====== Records to use
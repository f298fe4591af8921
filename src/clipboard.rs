//! Clipboard hand-off.
//!
//! Placing bytes on the system clipboard is platform code; the device only
//! needs something that accepts a buffer under a named format.

use tracing::{debug, warn};

use crate::error::Result;

/// Registered clipboard format name office applications read DrawingML
/// drawings from.
pub const CLIPBOARD_FORMAT: &str = "Art::GVML ClipFormat";

/// Puts a finished archive on the clipboard.
pub trait ClipboardTransport {
    /// Replace the clipboard content with `data` under `format`.
    fn send(&mut self, format: &str, data: &[u8]) -> Result<()>;
}

impl<T: ClipboardTransport + ?Sized> ClipboardTransport for &mut T {
    fn send(&mut self, format: &str, data: &[u8]) -> Result<()> {
        (**self).send(format, data)
    }
}

impl<T: ClipboardTransport + ?Sized> ClipboardTransport for Box<T> {
    fn send(&mut self, format: &str, data: &[u8]) -> Result<()> {
        (**self).send(format, data)
    }
}

/// Send `data` as a DrawingML drawing. Empty buffers are not sent.
///
/// Returns whether anything was handed to the transport.
pub fn send_drawing<T: ClipboardTransport + ?Sized>(transport: &mut T, data: &[u8]) -> Result<bool> {
    if data.is_empty() {
        warn!("nothing to send to the clipboard");
        return Ok(false);
    }
    transport.send(CLIPBOARD_FORMAT, data)?;
    debug!(bytes = data.len(), "drawing sent to clipboard");
    Ok(true)
}

/// In-process clipboard. Keeps the last buffer sent to it.
#[derive(Debug, Clone, Default, PartialEq, Eq)]
pub struct MemoryClipboard {
    content: Option<(String, Vec<u8>)>,
}

impl MemoryClipboard {
    pub fn new() -> Self {
        Self::default()
    }

    pub fn format(&self) -> Option<&str> {
        self.content.as_ref().map(|(format, _)| format.as_str())
    }

    pub fn data(&self) -> Option<&[u8]> {
        self.content.as_ref().map(|(_, data)| data.as_slice())
    }

    pub fn take(&mut self) -> Option<(String, Vec<u8>)> {
        self.content.take()
    }
}

impl ClipboardTransport for MemoryClipboard {
    fn send(&mut self, format: &str, data: &[u8]) -> Result<()> {
        self.content = Some((format.to_owned(), data.to_vec()));
        Ok(())
    }
}

#[cfg(test)]
mod tests {
    use super::*;
    use crate::error::DrawingError;

    #[test]
    fn test_send_uses_drawing_format() {
        let mut clipboard = MemoryClipboard::new();
        assert!(send_drawing(&mut clipboard, b"PK").unwrap());
        assert_eq!(clipboard.format(), Some("Art::GVML ClipFormat"));
        assert_eq!(clipboard.data(), Some(&b"PK"[..]));
    }

    #[test]
    fn test_empty_buffer_is_not_sent() {
        let mut clipboard = MemoryClipboard::new();
        assert!(!send_drawing(&mut clipboard, b"").unwrap());
        assert!(clipboard.take().is_none());
    }

    struct Locked;

    impl ClipboardTransport for Locked {
        fn send(&mut self, _format: &str, _data: &[u8]) -> Result<()> {
            Err(DrawingError::Clipboard("clipboard is locked".to_string()))
        }
    }

    #[test]
    fn test_transport_errors_propagate() {
        let mut boxed: Box<dyn ClipboardTransport> = Box::new(Locked);
        let err = send_drawing(&mut boxed, b"PK").unwrap_err();
        assert!(matches!(err, DrawingError::Clipboard(_)));
    }
}
use crate::common::{Colour, FontFace};

/// Per-call graphics state as the host hands it over.
///
/// Colours are packed RGBA integers (see [`Colour::from_packed`]), line
/// type, end and join are the host's numeric codes, and the effective font
/// size is `ps * cex`.
#[derive(Debug, Clone, PartialEq)]
pub struct GraphicsContext {
    pub col: i32,
    pub fill: i32,
    pub lwd: f64,
    pub lty: i32,
    pub lend: i32,
    pub ljoin: i32,
    pub lmitre: f64,
    pub ps: f64,
    pub cex: f64,
    pub fontface: i32,
    pub fontfamily: String,
}

impl GraphicsContext {
    #[inline]
    pub fn point_size(&self) -> f64 {
        self.ps * self.cex
    }

    #[inline]
    pub fn face(&self) -> FontFace {
        FontFace::from_code(self.fontface)
    }
}

impl Default for GraphicsContext {
    fn default() -> Self {
        Self {
            col: Colour::BLACK.to_packed(),
            fill: Colour::TRANSPARENT_WHITE.to_packed(),
            lwd: 1.0,
            lty: 0,
            lend: 1,
            ljoin: 1,
            lmitre: 10.0,
            ps: 10.0,
            cex: 1.0,
            fontface: 1,
            fontfamily: String::new(),
        }
    }
}

#[cfg(test)]
mod tests {
    use super::*;

    #[test]
    fn test_default_colours_unpack() {
        let ctx = GraphicsContext::default();
        assert_eq!(ctx.col, 0xFF00_0000_u32 as i32);
        assert_eq!(ctx.fill, 0x00FF_FFFF);
        assert_eq!(Colour::from_packed(ctx.col), Colour::BLACK);
        assert_eq!(Colour::from_packed(ctx.fill), Colour::TRANSPARENT_WHITE);
        assert_eq!(ctx.point_size(), 10.0);
    }
}
//! Unit conversion utilities.
//!
//! Drawing coordinates arrive in points (1/72 inch). DrawingML measures
//! lengths in EMUs, rotations in 1/60000 of a degree and font sizes in
//! hundredths of a point.

pub const EMUS_PER_INCH: i64 = 914_400;
pub const EMUS_PER_PT: i64 = 12_700;
pub const POINTS_PER_INCH: f64 = 72.0;

/// Rotation units per degree in `a:xfrm/@rot`.
pub const ROT_UNITS_PER_DEGREE: f64 = 60_000.0;

/// Corrects font heights reported by the metrics backend to drawing points.
pub const FONT_HEIGHT_SCALAR: f64 = 277.0 / 90.0 / 2.54;

/// Convert points to EMUs, rounding to the nearest integer.
#[inline]
pub fn pt_to_emu(pt: f64) -> i64 {
    (pt * EMUS_PER_PT as f64).round() as i64
}

/// Convert points to an EMU attribute value.
#[inline]
pub fn emu_str(pt: f64) -> String {
    itoa::Buffer::new().format(pt_to_emu(pt)).to_owned()
}

/// Convert a counter-clockwise angle in degrees to DrawingML's clockwise
/// rotation units.
#[inline]
pub fn degrees_to_rot(degrees: f64) -> i64 {
    (-ROT_UNITS_PER_DEGREE * degrees).round() as i64
}

/// Font size in hundredths of a point.
#[inline]
pub fn pt_to_font_size(pt: f64) -> i64 {
    (100.0 * pt).round() as i64
}

#[inline]
pub fn inches_to_pt(inches: f64) -> f64 {
    inches * POINTS_PER_INCH
}

#[cfg(test)]
mod tests {
    use super::*;
    use proptest::prelude::*;

    #[test]
    fn test_pt_to_emu() {
        assert_eq!(pt_to_emu(0.0), 0);
        assert_eq!(pt_to_emu(1.0), 12_700);
        assert_eq!(pt_to_emu(72.0), EMUS_PER_INCH);
        assert_eq!(pt_to_emu(-2.5), -31_750);
        // 0.00004pt = 0.508 EMU
        assert_eq!(pt_to_emu(0.00004), 1);
        assert_eq!(pt_to_emu(0.00003), 0);
    }

    #[test]
    fn test_emu_str() {
        assert_eq!(emu_str(10.0), "127000");
        assert_eq!(emu_str(-1.0), "-12700");
    }

    #[test]
    fn test_degrees_to_rot() {
        assert_eq!(degrees_to_rot(0.0), 0);
        assert_eq!(degrees_to_rot(90.0), -5_400_000);
        assert_eq!(degrees_to_rot(-45.0), 2_700_000);
        assert_eq!(degrees_to_rot(1.5), -90_000);
    }

    #[test]
    fn test_font_size_rounds() {
        assert_eq!(pt_to_font_size(10.0), 1000);
        assert_eq!(pt_to_font_size(10.999), 1100);
        // 100 * 8.2 is 819.999...
        assert_eq!(pt_to_font_size(8.2), 820);
        assert_eq!(pt_to_font_size(2.3), 230);
    }

    #[test]
    fn test_inches_round_trip() {
        assert_eq!(inches_to_pt(1.0), 72.0);
    }

    proptest! {
        #[test]
        fn prop_emu_matches_rounded_product(v in -1.0e6f64..1.0e6) {
            prop_assert_eq!(pt_to_emu(v), (v * 12_700.0).round() as i64);
        }

        #[test]
        fn prop_emu_is_monotonic(a in -1.0e6f64..1.0e6, b in -1.0e6f64..1.0e6) {
            let (lo, hi) = if a <= b { (a, b) } else { (b, a) };
            prop_assert!(pt_to_emu(lo) <= pt_to_emu(hi));
        }
    }
}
============
Return the lines of the listing above exactly as they appear, starting with the first and stopping after the line that holds "use crate::error::Result;".

repository f298fe4591af8921
filename src/clipboard.rs
//! Clipboard hand-off.
//!
//! Placing bytes on the system clipboard is platform code; the device only
//! needs something that accepts a buffer under a named format.

use tracing::{debug, warn};

use crate::error::Result;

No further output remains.